Jakarta, BusinessNews Indonesia – Sepanjang semester I-2018, PT Sri Rejeki Isman Tbk (SRIL) menunjukkan kinerja yang positif meski kondisi perekonomian global yang menjadi pasar perseroan tengah tidak menentu.
Perusahaan tekstil itu berhasil membukukan penjualan kotor sebesar US$ 544 juta atau meningkat sebesar 35,6 persen dibanding semester pertama tahun 2017 (year on year). Dengan kondisi tersebut membuat laba bersih SRIL menjadi US$ 56,3 juta atau meningkat pesat hingga 67,6 persen secara yoy.
“Pertumbuhan yang kuat dan berkelanjutan ini karena strategi kami untuk mengakuisisi dua perusahaan tekstil, PT Primayudha Mandirijaya dan PT Bitratex Industries yang bergerak dalam usaha pemintalan benang termasuk berhasil,” ungkap Direktur Keuangan SRIL, Allan Moran Severinno, dalam keterangan yang diterima, Jumata (3/8/2018).
Selain itu, kata dia, perusahaan juga berhasil meningkatkan kapasitas produksi, peningkatan utilisasi produksi, penghematan biaya, meningkatkan efisiensi produksi, memperluas diversifikasi produk serta memperluas jaringan pelanggan.
“Makanya dengan capaian semester I itu, maka di tahun 2018 ini, kami menargetkan penjualan kotor bisa tumbuh sekitar 35 persen, sehingga total penjualan kami akan melebihi angka US$ 1 miliar. Dan juga optimis laba bersih terus naik dengan diterapkannya teknologi industri 4.0,” kata dia.
Kapasitas produksi Sritex saat ini untuk benang (spinning) adalah 1,15 juta bales/tahun, penenunan (weaving) sebesar 180 juta meter/tahun, kain jadi (finishing) sebesar 240 juta yard/tahun dan apparel (garment) sebesar 30 juta potong/tahun.

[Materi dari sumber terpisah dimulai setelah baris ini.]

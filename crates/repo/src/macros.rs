// SPDX-FileCopyrightText: Copyright (C) 2018-2026 Uwe Klotz <uwedotklotzatgmaildotcom> et al.
// SPDX-License-Identifier: AGPL-3.0-or-later

macro_rules! record_id_newtype {
    ($type_name:ident) => {
        #[derive(Copy, Clone, Debug, PartialEq, Eq, PartialOrd, Ord, Hash)]
        pub struct $type_name($crate::RecordId);

        impl $type_name {
            #[must_use]
            pub const fn new(inner: $crate::RecordId) -> Self {
                Self(inner)
            }

            #[must_use]
            pub const fn to_inner(self) -> $crate::RecordId {
                let Self(inner) = self;
                inner
            }
        }

        impl From<$crate::RecordId> for $type_name {
            fn from(from: $crate::RecordId) -> Self {
                Self::new(from)
            }
        }

        impl From<$type_name> for $crate::RecordId {
            fn from(from: $type_name) -> Self {
                from.to_inner()
            }
        }
    };
}
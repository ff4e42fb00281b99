// SPDX-FileCopyrightText: Copyright (C) 2018-2026 Uwe Klotz <uwedotklotzatgmaildotcom> et al.
// SPDX-License-Identifier: AGPL-3.0-or-later

pub mod book;
pub mod filtering;

mod sorting;
pub use self::sorting::SortDirection;

pub type PaginationOffset = u64;

pub type PaginationLimit = u64;

#[derive(Clone, Debug, Default, PartialEq, Eq)]
pub struct Pagination {
    pub limit: Option<PaginationLimit>,
    pub offset: Option<PaginationOffset>,
}

impl Pagination {
    #[must_use]
    pub const fn new() -> Self {
        Self {
            limit: None,
            offset: None,
        }
    }

    /// Mandatory offset
    ///
    /// Returns the offset if specified or 0 otherwise.
    #[must_use]
    pub fn mandatory_offset(&self) -> PaginationOffset {
        self.offset.unwrap_or(0)
    }

    /// Mandatory limit
    ///
    /// Returns the limit if specified or the maximum value otherwise.
    #[must_use]
    pub fn mandatory_limit(&self) -> PaginationLimit {
        self.limit.unwrap_or(PaginationLimit::MAX)
    }
}
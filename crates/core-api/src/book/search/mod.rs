// SPDX-FileCopyrightText: Copyright (C) 2018-2026 Uwe Klotz <uwedotklotzatgmaildotcom> et al.
// SPDX-License-Identifier: AGPL-3.0-or-later

use readlist_core::{ReadState, Segment};

use crate::{SortDirection, filtering::*};

#[derive(Copy, Clone, Debug, PartialEq, Eq)]
pub enum SortField {
    AuthorLastName,
    CreatedAt,
    ReadState,
    Title,
    UpdatedAt,
}

#[derive(Copy, Clone, Debug, PartialEq, Eq)]
pub struct SortOrder {
    pub field: SortField,
    pub direction: SortDirection,
}

impl SortOrder {
    #[must_use]
    pub const fn ascending(field: SortField) -> Self {
        Self {
            field,
            direction: SortDirection::Ascending,
        }
    }

    #[must_use]
    pub const fn descending(field: SortField) -> Self {
        Self {
            field,
            direction: SortDirection::Descending,
        }
    }
}

/// Books are listed in sections by read state and then by title.
pub const DEFAULT_ORDERING: &[SortOrder] = &[
    SortOrder::ascending(SortField::ReadState),
    SortOrder::ascending(SortField::Title),
];

#[derive(Clone, Debug, PartialEq, Eq)]
pub enum Filter {
    /// Any of the given read states.
    ReadState(Vec<ReadState>),
    Title(StringFilter<'static>),
    All(Vec<Filter>),
    Any(Vec<Filter>),
    Not(Box<Filter>),
}

impl Filter {
    #[must_use]
    pub fn any_read_state(read_states: impl IntoIterator<Item = ReadState>) -> Self {
        Self::ReadState(read_states.into_iter().collect())
    }

    #[must_use]
    pub fn segment(segment: Segment) -> Self {
        Self::any_read_state(segment.read_states().iter().copied())
    }

    /// Case-insensitive substring match on the title.
    #[must_use]
    pub fn title_contains(text: impl Into<String>) -> Self {
        Self::Title(StringFilter {
            modifier: None,
            value: Some(StringPredicate::Contains(text.into().into())),
        })
    }
}

/// Compose the filter for a set of read states and an optional search text.
///
/// An empty search text is treated as if no text was given.
#[must_use]
pub fn build_filter(read_states: &[ReadState], search_text: Option<&str>) -> Filter {
    let read_state_filter = Filter::any_read_state(read_states.iter().copied());
    match search_text.filter(|text| !text.is_empty()) {
        Some(text) => Filter::All(vec![read_state_filter, Filter::title_contains(text)]),
        None => read_state_filter,
    }
}

#[derive(Debug, Clone, Default, PartialEq, Eq)]
pub struct Params {
    pub filter: Option<Filter>,
    pub ordering: Vec<SortOrder>,
}

impl Params {
    /// Query all books of a segment, optionally restricted by a search text.
    #[must_use]
    pub fn segment(segment: Segment, search_text: Option<&str>) -> Self {
        Self {
            filter: Some(build_filter(segment.read_states(), search_text)),
            ordering: DEFAULT_ORDERING.to_vec(),
        }
    }

    /// Ensure that results are ordered by read state first.
    ///
    /// Required for grouping the results into contiguous sections.
    #[must_use]
    pub fn with_section_ordering(mut self) -> Self {
        if self
            .ordering
            .first()
            .is_some_and(|order| order.field == SortField::ReadState)
        {
            return self;
        }
        self.ordering
            .retain(|order| order.field != SortField::ReadState);
        self.ordering
            .insert(0, SortOrder::ascending(SortField::ReadState));
        self
    }
}

#[cfg(test)]
mod tests;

Saat ini, lanjut Allan, tingkat utilisasi produksi masing-masing segmen adalah spinning 92 persen, weaving 86 persen, finishing 82 persen dan garment 95 persen.
Lebih jauh dia menegaskan, komitmen PT Sri Rejeki Isman Tbk untuk terus memperbesar volume ekspor juga senantiasa dijajaki oleh perusahaan. Untuk tetap memperluas pangsa pasar, pihaknya menargetkan penjualan ekspor bisa berkontribusi dalam kisaran 56-58 persen dari total penjualan pada tahun ini.
Apalagi dibanding tekstil dari negara-negara lain seperti Vietnam dan Bangladesh, pihaknya merasa lebih berdaya saing. Sejauh ini, kata dia, negara-negara di kawasan Asia Tenggara memberikan kontribusi sebesar 9 persen pada pangsa pasar tekstil global. Sementara di tingkat Asia Tenggara, Indonesia berkontribusi sebesar 30% untuk pangsa pasar tekstil.